*** Input data ***

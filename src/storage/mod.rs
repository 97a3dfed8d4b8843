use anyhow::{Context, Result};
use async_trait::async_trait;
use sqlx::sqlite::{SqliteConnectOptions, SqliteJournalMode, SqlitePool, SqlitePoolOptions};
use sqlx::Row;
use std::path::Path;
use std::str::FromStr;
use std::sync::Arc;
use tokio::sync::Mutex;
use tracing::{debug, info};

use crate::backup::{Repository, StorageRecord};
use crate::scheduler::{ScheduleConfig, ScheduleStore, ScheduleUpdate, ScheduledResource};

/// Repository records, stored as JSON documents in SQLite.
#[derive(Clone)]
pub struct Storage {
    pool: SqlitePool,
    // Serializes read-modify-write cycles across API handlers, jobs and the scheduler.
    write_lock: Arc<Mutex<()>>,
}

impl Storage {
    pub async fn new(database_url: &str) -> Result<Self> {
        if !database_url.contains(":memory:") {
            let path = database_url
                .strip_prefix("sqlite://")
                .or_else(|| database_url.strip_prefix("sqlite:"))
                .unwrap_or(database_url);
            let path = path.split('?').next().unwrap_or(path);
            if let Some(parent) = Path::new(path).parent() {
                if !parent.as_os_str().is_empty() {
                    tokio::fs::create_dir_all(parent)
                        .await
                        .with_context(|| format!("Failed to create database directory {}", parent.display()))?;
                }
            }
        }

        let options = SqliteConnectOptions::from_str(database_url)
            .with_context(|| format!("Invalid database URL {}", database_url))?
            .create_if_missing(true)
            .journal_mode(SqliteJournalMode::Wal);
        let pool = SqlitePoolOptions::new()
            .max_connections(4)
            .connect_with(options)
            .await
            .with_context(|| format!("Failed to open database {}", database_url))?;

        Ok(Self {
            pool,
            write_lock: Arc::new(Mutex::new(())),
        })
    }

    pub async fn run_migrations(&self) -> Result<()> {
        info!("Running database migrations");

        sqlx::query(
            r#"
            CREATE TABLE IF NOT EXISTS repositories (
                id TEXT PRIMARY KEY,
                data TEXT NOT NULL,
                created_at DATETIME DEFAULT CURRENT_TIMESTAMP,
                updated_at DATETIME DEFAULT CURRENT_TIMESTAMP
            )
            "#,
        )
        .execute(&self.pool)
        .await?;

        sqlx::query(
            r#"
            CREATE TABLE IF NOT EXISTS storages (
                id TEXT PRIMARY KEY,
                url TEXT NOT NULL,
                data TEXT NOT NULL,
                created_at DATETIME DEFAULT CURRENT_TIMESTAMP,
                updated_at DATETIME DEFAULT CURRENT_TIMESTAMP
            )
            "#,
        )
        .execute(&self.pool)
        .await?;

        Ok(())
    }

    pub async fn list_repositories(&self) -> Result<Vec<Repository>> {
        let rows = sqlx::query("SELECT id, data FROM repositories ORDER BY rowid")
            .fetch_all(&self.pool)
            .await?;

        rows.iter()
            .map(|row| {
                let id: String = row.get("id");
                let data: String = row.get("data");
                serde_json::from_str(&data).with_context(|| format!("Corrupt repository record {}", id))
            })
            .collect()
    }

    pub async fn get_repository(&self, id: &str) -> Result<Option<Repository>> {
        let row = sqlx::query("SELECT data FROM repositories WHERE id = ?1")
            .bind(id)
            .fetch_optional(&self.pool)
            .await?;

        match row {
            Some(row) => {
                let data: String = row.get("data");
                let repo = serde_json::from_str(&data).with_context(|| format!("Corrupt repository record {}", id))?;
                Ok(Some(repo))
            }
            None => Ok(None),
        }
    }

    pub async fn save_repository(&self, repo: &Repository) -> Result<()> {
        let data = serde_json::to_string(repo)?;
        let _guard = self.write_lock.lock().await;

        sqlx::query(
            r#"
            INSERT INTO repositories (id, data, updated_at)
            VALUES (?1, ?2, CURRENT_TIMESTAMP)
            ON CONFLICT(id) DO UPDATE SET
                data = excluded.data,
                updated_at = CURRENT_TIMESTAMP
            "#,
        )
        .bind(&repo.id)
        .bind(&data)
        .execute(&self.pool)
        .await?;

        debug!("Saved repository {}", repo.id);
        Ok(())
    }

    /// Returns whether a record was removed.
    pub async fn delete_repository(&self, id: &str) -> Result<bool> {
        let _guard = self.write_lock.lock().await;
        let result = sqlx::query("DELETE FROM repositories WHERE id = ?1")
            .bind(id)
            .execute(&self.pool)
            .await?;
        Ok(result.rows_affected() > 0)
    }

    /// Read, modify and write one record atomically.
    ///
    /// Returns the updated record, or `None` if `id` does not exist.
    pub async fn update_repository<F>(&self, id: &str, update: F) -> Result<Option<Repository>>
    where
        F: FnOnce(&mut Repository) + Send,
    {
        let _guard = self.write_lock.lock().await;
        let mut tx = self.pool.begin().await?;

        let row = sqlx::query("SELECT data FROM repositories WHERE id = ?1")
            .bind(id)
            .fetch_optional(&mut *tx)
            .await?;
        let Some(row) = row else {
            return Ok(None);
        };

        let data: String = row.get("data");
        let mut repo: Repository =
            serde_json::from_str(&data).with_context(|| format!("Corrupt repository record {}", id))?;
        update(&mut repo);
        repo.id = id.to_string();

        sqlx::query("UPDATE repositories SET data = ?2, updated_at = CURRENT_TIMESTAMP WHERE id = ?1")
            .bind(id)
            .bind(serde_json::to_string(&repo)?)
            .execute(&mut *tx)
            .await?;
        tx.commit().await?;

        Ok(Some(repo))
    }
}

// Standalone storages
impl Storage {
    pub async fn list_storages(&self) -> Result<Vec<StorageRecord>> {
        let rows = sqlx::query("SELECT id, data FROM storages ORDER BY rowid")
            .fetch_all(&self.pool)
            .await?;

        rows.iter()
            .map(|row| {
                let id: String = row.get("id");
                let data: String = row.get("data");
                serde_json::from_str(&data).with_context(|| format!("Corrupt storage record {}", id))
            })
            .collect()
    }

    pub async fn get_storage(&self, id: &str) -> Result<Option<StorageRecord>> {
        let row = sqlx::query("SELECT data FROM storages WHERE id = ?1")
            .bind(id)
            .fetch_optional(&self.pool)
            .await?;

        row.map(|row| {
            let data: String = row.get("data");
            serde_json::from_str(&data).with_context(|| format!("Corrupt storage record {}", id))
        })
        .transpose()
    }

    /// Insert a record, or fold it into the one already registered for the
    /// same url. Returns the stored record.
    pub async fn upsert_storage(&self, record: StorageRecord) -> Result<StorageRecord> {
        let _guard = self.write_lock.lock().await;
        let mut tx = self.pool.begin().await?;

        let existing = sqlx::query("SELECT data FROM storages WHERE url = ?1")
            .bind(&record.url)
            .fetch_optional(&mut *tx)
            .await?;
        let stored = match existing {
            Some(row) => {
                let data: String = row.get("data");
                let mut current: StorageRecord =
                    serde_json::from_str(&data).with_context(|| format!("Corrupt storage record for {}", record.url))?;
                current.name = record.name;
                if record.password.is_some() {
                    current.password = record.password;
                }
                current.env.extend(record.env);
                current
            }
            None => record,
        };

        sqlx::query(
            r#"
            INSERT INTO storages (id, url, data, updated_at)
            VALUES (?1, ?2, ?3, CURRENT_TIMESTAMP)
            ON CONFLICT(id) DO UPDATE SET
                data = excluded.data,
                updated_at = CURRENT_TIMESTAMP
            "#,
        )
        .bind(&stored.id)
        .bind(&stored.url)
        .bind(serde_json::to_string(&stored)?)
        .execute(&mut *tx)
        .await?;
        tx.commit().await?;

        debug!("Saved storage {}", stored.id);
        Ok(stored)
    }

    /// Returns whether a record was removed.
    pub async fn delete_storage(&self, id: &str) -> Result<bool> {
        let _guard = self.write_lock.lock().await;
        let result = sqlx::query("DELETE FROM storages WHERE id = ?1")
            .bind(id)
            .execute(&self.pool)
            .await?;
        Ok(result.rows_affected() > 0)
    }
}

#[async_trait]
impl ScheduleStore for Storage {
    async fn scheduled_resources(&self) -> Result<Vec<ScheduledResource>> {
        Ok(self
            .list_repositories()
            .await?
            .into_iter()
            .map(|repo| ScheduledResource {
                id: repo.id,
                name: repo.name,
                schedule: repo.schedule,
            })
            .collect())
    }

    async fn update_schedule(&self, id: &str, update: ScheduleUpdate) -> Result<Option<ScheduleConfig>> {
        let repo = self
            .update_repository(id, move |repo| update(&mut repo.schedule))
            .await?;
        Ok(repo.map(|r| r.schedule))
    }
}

*** End of Input data ***

** Task brief **
Only one number is wanted: how many lines of the data above include the word "TABLE".

** Answer **
2